BEGIN TASK INPUT

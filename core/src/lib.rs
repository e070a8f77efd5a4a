//! # Leased Names Core
//!
//! Hierarchical name registry with time-limited, leased ownership.
//! This crate provides the three coupled components of the name service:
//!
//! * the namespace registry, mapping name identifiers to owner, resolver
//!   and TTL with hierarchical delegated authorization;
//! * the leasing registrar, issuing expiring ownership certificates for
//!   labels under one managed namespace;
//! * the commit-reveal controller, selling registrations and renewals.
//!
//! Resolvers, holder hooks, reverse registrars and price oracles are
//! collaborator traits; concrete implementations live in the periphery
//! crate.

#![forbid(unsafe_code)]
#![warn(missing_docs)]
#![warn(rustdoc::missing_crate_level_docs)]

pub mod accounts;
pub mod config;
pub mod controller;
pub mod crypto;
pub mod error;
pub mod events;
pub mod namehash;
pub mod registrar;
pub mod registry;
pub mod resolver;
pub mod reverse;
pub mod service;
pub mod state;
pub mod types;
pub mod utils;

/// Re-export common types for ease of use
pub use accounts::{AccountDirectory, CertificateNotice, GasMeter, HolderHooks, HookError};
pub use config::CoreConfig;
pub use controller::{Controller, Price, PriceOracle, RegistrationReceipt, RegistrationRequest};
pub use error::{CoreError, ErrorKind, Result};
pub use events::{Event, EventRecord};
pub use namehash::{label_hash, namehash, NameHasher};
pub use registrar::{Ledger, NameStatus, Registrar, UnregisterStep};
pub use registry::{NameRecord, Registry, RegistryCall};
pub use resolver::{Resolver, ResolverCall, ResolverDirectory};
pub use reverse::ReverseRegistrar;
pub use service::{create_name_service, NameService, SharedNameService};
pub use state::{Deployment, NamingState};
pub use types::{Address, LabelHash, NodeId, Timestamp, TxContext};

/// Version of the core crate
pub const VERSION: &str = env!("CARGO_PKG_VERSION");
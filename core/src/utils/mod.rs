//! Utility functions and helpers
//!
//! Clocks, timing and logging setup used throughout the codebase.

pub mod clock;
pub mod timer;

pub use clock::{Clock, ManualClock, SystemClock};
pub use timer::{Settlement, TxTimer, SLOW_TRANSACTION};

use log::LevelFilter;

/// Initialize `env_logger` at the given level
///
/// `RUST_LOG` still takes precedence. Calling this more than once is harmless.
pub fn init_logging(level: &str) {
    let filter = level.parse::<LevelFilter>().unwrap_or(LevelFilter::Info);
    let _ = env_logger::Builder::new()
        .filter_level(filter)
        .parse_default_env()
        .try_init();
}

/// Convert a byte array to a hex string
pub fn bytes_to_hex(bytes: &[u8]) -> String {
    hex::encode(bytes)
}

/// Convert a hex string, with or without `0x`, to a 32 byte array
pub fn hex_to_bytes32(input: &str) -> crate::Result<[u8; 32]> {
    let raw = hex::decode(input.trim_start_matches("0x"))?;
    if raw.len() != 32 {
        return Err(crate::error::CoreError::MalformedCall(format!(
            "expected 32 bytes, got {}",
            raw.len()
        )));
    }
    let mut out = [0u8; 32];
    out.copy_from_slice(&raw);
    Ok(out)
}

#[cfg(test)]
mod tests {
    use super::*;

    #[test]
    fn test_init_logging_twice() {
        init_logging("debug");
        init_logging("not-a-level");
    }

    #[test]
    fn test_hex_conversion() {
        let bytes = [0x12u8; 32];
        let hex = bytes_to_hex(&bytes);
        assert_eq!(hex_to_bytes32(&hex).unwrap(), bytes);
        assert_eq!(hex_to_bytes32(&format!("0x{}", hex)).unwrap(), bytes);

        assert!(hex_to_bytes32("invalid").is_err());
        assert!(hex_to_bytes32("1234").is_err());
    }
}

END TASK INPUT

### PROBLEM TO SOLVE
Starting at the first line of the entries above, please extract each line up to and including the line with "pub mod error;", unchanged, and add nothing.

### EXERCISE RESULT
filename core/src/lib.rs
repository e070a8f77efd5a4a
//! # Leased Names Core
//!
//! Hierarchical name registry with time-limited, leased ownership.
//! This crate provides the three coupled components of the name service:
//!
//! * the namespace registry, mapping name identifiers to owner, resolver
//!   and TTL with hierarchical delegated authorization;
//! * the leasing registrar, issuing expiring ownership certificates for
//!   labels under one managed namespace;
//! * the commit-reveal controller, selling registrations and renewals.
//!
//! Resolvers, holder hooks, reverse registrars and price oracles are
//! collaborator traits; concrete implementations live in the periphery
//! crate.

#![forbid(unsafe_code)]
#![warn(missing_docs)]
#![warn(rustdoc::missing_crate_level_docs)]

pub mod accounts;
pub mod config;
pub mod controller;
pub mod crypto;
pub mod error;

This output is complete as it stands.